The exhibition will feature the works of four young artists of different nationalities including Ochiai Motoyo (Japan), Nidgâté (China), and Hugo Servanin (France). In conversation with materials, forms, and processes of making, the artists are invited to reveal their personal perspectives for decoding the given reality which may subtly subvert one’s ordinary perceptions of everyday life.

The rhymes, acting as the main metaphor of the exhibition, are phonetic components of language generation, not directly referred to the composing of the poetry, but related to the poetics of presence, which catch our attention to the signifiers and redistributing the semantics. Literally, rhymes are the rejection to the silence. More like an activist manifesto, the dictionary refuses any paradigms. With special concerns on randomness and ephemerality, it generates new contexts constantly, which eliminates the given contents with graft and appropriation, creating a vibrant space of experimentation by varied media languages, aiming to provoke the sensorial engagement of the audience.
Currently Studying MA in the Global Art Practice Department of Tokyo Art University, Ochiai Motoyo’s cross-disciplinary practice associates with projects, installations, paintings, and videos. The artist is interested in examining the construction of individual subjectivity under the influence of the mass media. Being both political and aesthetic, public and private, Some Clear Voices is a multimedia installation that takes references from the Fukushima earthquake in 2011. Like a barrier, numerous colored threads travel across space with looping voices from news broadcasts in five languages. The paradox is the essence here. Audiences are invited to move, to cross, and to be immersed in a space of endless voices, without being able to see the screen sheltered from the strings in all directions.
Based in Paris, the Chinese artist duo Nidgâté (Qin Han & Yuyan Wang) will premiere their new works for this exhibition. On the mode of film appropriation, Nidgâté revisits horror cinema from/through the motif of the hands as a sequence of their previous work After all you've been through (2017). Hands are gripping organs intimately linked to actions: shaking, gripping or tearing,
YSREAMNYOIHTRCFIOD
in an infinite round of expressive attitudes taken from their original contexts. This hypnotic breviary recalls in the hollow that the hands cannot remain inert and that they can act without the control of the one to whom they belong. The Devil in the Details is, therefore, a story of possession with multiple reversals.

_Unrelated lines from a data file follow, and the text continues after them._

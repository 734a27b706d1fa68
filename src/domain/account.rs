//! Virtual account: capital, realized PnL, and the append-only trade log.
//!
//! Bookkeeping invariant: `capital + open position entry cost ==
//! initial capital + realized PnL` at all times, so equity
//! (`capital + entry cost + unrealized`) conserves value.

use chrono::{DateTime, Utc};
use rust_decimal::Decimal;
use serde::{Deserialize, Serialize};

use super::ids::{MarketId, StrategyId};
use super::market::Side;

/// An executed trade, recorded once per fill-complete entry or exit.
#[derive(Debug, Clone, Serialize, Deserialize)]
pub struct TradeRecord {
    pub id: uuid::Uuid,
    pub market_id: MarketId,
    pub strategy_id: StrategyId,
    pub side: Side,
    pub price: Decimal,
    pub size: Decimal,
    /// Zero for entries; realized PnL for exits.
    pub pnl: Decimal,
    pub executed_at: DateTime<Utc>,
}

impl TradeRecord {
    #[must_use]
    pub fn new(
        market_id: MarketId,
        strategy_id: StrategyId,
        side: Side,
        price: Decimal,
        size: Decimal,
        pnl: Decimal,
    ) -> Self {
        Self {
            id: uuid::Uuid::new_v4(),
            market_id,
            strategy_id,
            side,
            price,
            size,
            pnl,
            executed_at: Utc::now(),
        }
    }
}

/// The demo trading account.
#[derive(Debug, Clone)]
pub struct Account {
    initial_capital: Decimal,
    capital: Decimal,
    realized_pnl: Decimal,
    peak_equity: Decimal,
    trades: Vec<TradeRecord>,
}

impl Account {
    #[must_use]
    pub fn new(initial_capital: Decimal) -> Self {
        Self {
            initial_capital,
            capital: initial_capital,
            realized_pnl: Decimal::ZERO,
            peak_equity: initial_capital,
            trades: Vec::new(),
        }
    }

    #[must_use]
    pub fn initial_capital(&self) -> Decimal {
        self.initial_capital
    }

    #[must_use]
    pub fn capital(&self) -> Decimal {
        self.capital
    }

    #[must_use]
    pub fn realized_pnl(&self) -> Decimal {
        self.realized_pnl
    }

    #[must_use]
    pub fn peak_equity(&self) -> Decimal {
        self.peak_equity
    }

    #[must_use]
    pub fn trades(&self) -> &[TradeRecord] {
        &self.trades
    }

    /// Debit capital for an entry fill.
    pub fn debit(&mut self, notional: Decimal) {
        self.capital -= notional;
    }

    /// Credit exit proceeds and record the realized PnL component.
    pub fn credit(&mut self, proceeds: Decimal, realized: Decimal) {
        self.capital += proceeds;
        self.realized_pnl += realized;
    }

    /// Append a trade to the log.
    pub fn record_trade(&mut self, trade: TradeRecord) {
        self.trades.push(trade);
    }

    /// Update the equity high-water mark used for drawdown.
    pub fn observe_equity(&mut self, equity: Decimal) {
        if equity > self.peak_equity {
            self.peak_equity = equity;
        }
    }

    /// Peak-to-current equity decline as a fraction of the peak.
    #[must_use]
    pub fn drawdown(&self, equity: Decimal) -> Decimal {
        if self.peak_equity.is_zero() || equity >= self.peak_equity {
            return Decimal::ZERO;
        }
        (self.peak_equity - equity) / self.peak_equity
    }
}
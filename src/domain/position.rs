//! Position accounting: weighted-average entries and mark-to-market PnL.

use chrono::{DateTime, Utc};
use rust_decimal::Decimal;
use serde::{Deserialize, Serialize};

use super::ids::{MarketId, PositionId, StrategyId};
use super::market::Side;

/// An open or closed holding in one market side.
#[derive(Debug, Clone, Serialize, Deserialize)]
pub struct Position {
    id: PositionId,
    market_id: MarketId,
    side: Side,
    strategy_id: StrategyId,
    size: Decimal,
    entry_price: Decimal,
    mark_price: Decimal,
    unrealized_pnl: Decimal,
    realized_pnl: Decimal,
    opened_at: DateTime<Utc>,
    closed_at: Option<DateTime<Utc>>,
}

impl Position {
    #[must_use]
    pub fn open(
        id: PositionId,
        market_id: MarketId,
        side: Side,
        strategy_id: StrategyId,
        size: Decimal,
        entry_price: Decimal,
    ) -> Self {
        Self {
            id,
            market_id,
            side,
            strategy_id,
            size,
            entry_price,
            mark_price: entry_price,
            unrealized_pnl: Decimal::ZERO,
            realized_pnl: Decimal::ZERO,
            opened_at: Utc::now(),
            closed_at: None,
        }
    }

    #[must_use]
    pub fn id(&self) -> PositionId {
        self.id
    }

    #[must_use]
    pub fn market_id(&self) -> &MarketId {
        &self.market_id
    }

    #[must_use]
    pub fn side(&self) -> Side {
        self.side
    }

    #[must_use]
    pub fn strategy_id(&self) -> &StrategyId {
        &self.strategy_id
    }

    #[must_use]
    pub fn size(&self) -> Decimal {
        self.size
    }

    #[must_use]
    pub fn entry_price(&self) -> Decimal {
        self.entry_price
    }

    #[must_use]
    pub fn mark_price(&self) -> Decimal {
        self.mark_price
    }

    #[must_use]
    pub fn unrealized_pnl(&self) -> Decimal {
        self.unrealized_pnl
    }

    #[must_use]
    pub fn realized_pnl(&self) -> Decimal {
        self.realized_pnl
    }

    #[must_use]
    pub fn opened_at(&self) -> DateTime<Utc> {
        self.opened_at
    }

    #[must_use]
    pub fn is_open(&self) -> bool {
        self.closed_at.is_none()
    }

    /// Notional committed at entry.
    #[must_use]
    pub fn entry_cost(&self) -> Decimal {
        self.entry_price * self.size
    }

    /// Unrealized PnL as a fraction of entry cost. Drives the
    /// stop-loss/take-profit exit sweep.
    #[must_use]
    pub fn unrealized_pnl_pct(&self) -> Decimal {
        let cost = self.entry_cost();
        if cost.is_zero() {
            return Decimal::ZERO;
        }
        self.unrealized_pnl / cost
    }

    /// Add size at a new price, folding into the weighted-average entry.
    pub fn add_fill(&mut self, price: Decimal, size: Decimal) {
        let total_cost = self.entry_cost() + price * size;
        self.size += size;
        if !self.size.is_zero() {
            self.entry_price = total_cost / self.size;
        }
        self.mark(self.mark_price);
    }

    /// Recompute unrealized PnL against a fresh mark price. Prices are
    /// probability-space, so direction is always (mark - entry) * size:
    /// a NO holding is long the NO token, not short the YES token.
    pub fn mark(&mut self, price: Decimal) {
        self.mark_price = price;
        self.unrealized_pnl = (price - self.entry_price) * self.size;
    }

    /// Close at an exit price, converting unrealized into realized PnL.
    /// Returns the proceeds credited back to the account.
    pub fn close(&mut self, exit_price: Decimal) -> Decimal {
        self.mark(exit_price);
        self.realized_pnl = self.unrealized_pnl;
        self.unrealized_pnl = Decimal::ZERO;
        self.closed_at = Some(Utc::now());
        exit_price * self.size
    }
}

#[cfg(test)]
mod tests {
    use super::*;
    use rust_decimal_macros::dec;

    fn make_position(size: Decimal, entry: Decimal) -> Position {
        Position::open(
            PositionId::new(1),
            MarketId::from("m1"),
            Side::Yes,
            StrategyId::from("s1"),
            size,
            entry,
        )
    }

    #[test]
    fn mark_to_market_updates_unrealized() {
        let mut pos = make_position(dec!(100), dec!(0.40));
        pos.mark(dec!(0.48));
        assert_eq!(pos.unrealized_pnl(), dec!(8.00));
        assert_eq!(pos.unrealized_pnl_pct(), dec!(0.2));
    }

    #[test]
    fn weighted_average_entry() {
        let mut pos = make_position(dec!(100), dec!(0.40));
        pos.add_fill(dec!(0.50), dec!(100));
        assert_eq!(pos.entry_price(), dec!(0.45));
        assert_eq!(pos.size(), dec!(200));
    }

    #[test]
    fn close_realizes_pnl_and_returns_proceeds() {
        let mut pos = make_position(dec!(100), dec!(0.40));
        let proceeds = pos.close(dec!(0.48));
        assert_eq!(proceeds, dec!(48.00));
        assert_eq!(pos.realized_pnl(), dec!(8.00));
        assert_eq!(pos.unrealized_pnl(), Decimal::ZERO);
        assert!(!pos.is_open());
    }

    #[test]
    fn losing_close() {
        let mut pos = make_position(dec!(50), dec!(0.60));
        pos.close(dec!(0.50));
        assert_eq!(pos.realized_pnl(), dec!(-5.00));
    }
}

Another highlight of the exhibition is At Night The Machines Sing In The Halls, which is a programmed automatic writing machine that continuously traces, on a mirror with absurd poems composed from the thousand words that are mostly used on the internet. In fact, this machine draws on a “dictionary” that transcribes the fluctuations of the largest international companies in the financial markets through words. The generated sentences are superimposed until illegibility as the expression of the incessant movement of capital. According to Franco Berardi, the financialization of the world is a “pure functionality without meaning”. And this abstract economy now owns its communication technology working here as a living organism.

Hugo Servanin's works appropriate the forms of classical sculptures and transform them into sensuous bodies. The three sculptures on display are from his series of works “Géant”, including his signature works: moist sculptures. He utilizes the physical pressure between the water pressure and the gypsum body to make the “dead” body “sweat”. The fluid endows life to the statues, shifting from iconography to pornography. As the time passes, the sweat gradually evaporates and finally, the Giants will be back to the lifeless world. The tension between the body and the liquid create an anti-utopian picture.
Additionally, Servanin transforms the gallery space into a conceptual store, in which he reminds the audience of the daily experiences of window shopping. Three high-definition inkjet prints not only appropriate the form of the religious triptych but also echo with the three pieces of giants’ garments. Actually, these garments are tailored for the giant series of sculptures. That is to say, a human being will never be able to wear these fashion products. His attitude towards the fashion industry system coincides with Nidgâté's criticism of global capitalism.
The exhibition is curated by MBA students from IESA Art&Culture: Zheng Huang, Yanran Wang, Oriana Llamas, and Tang Chen.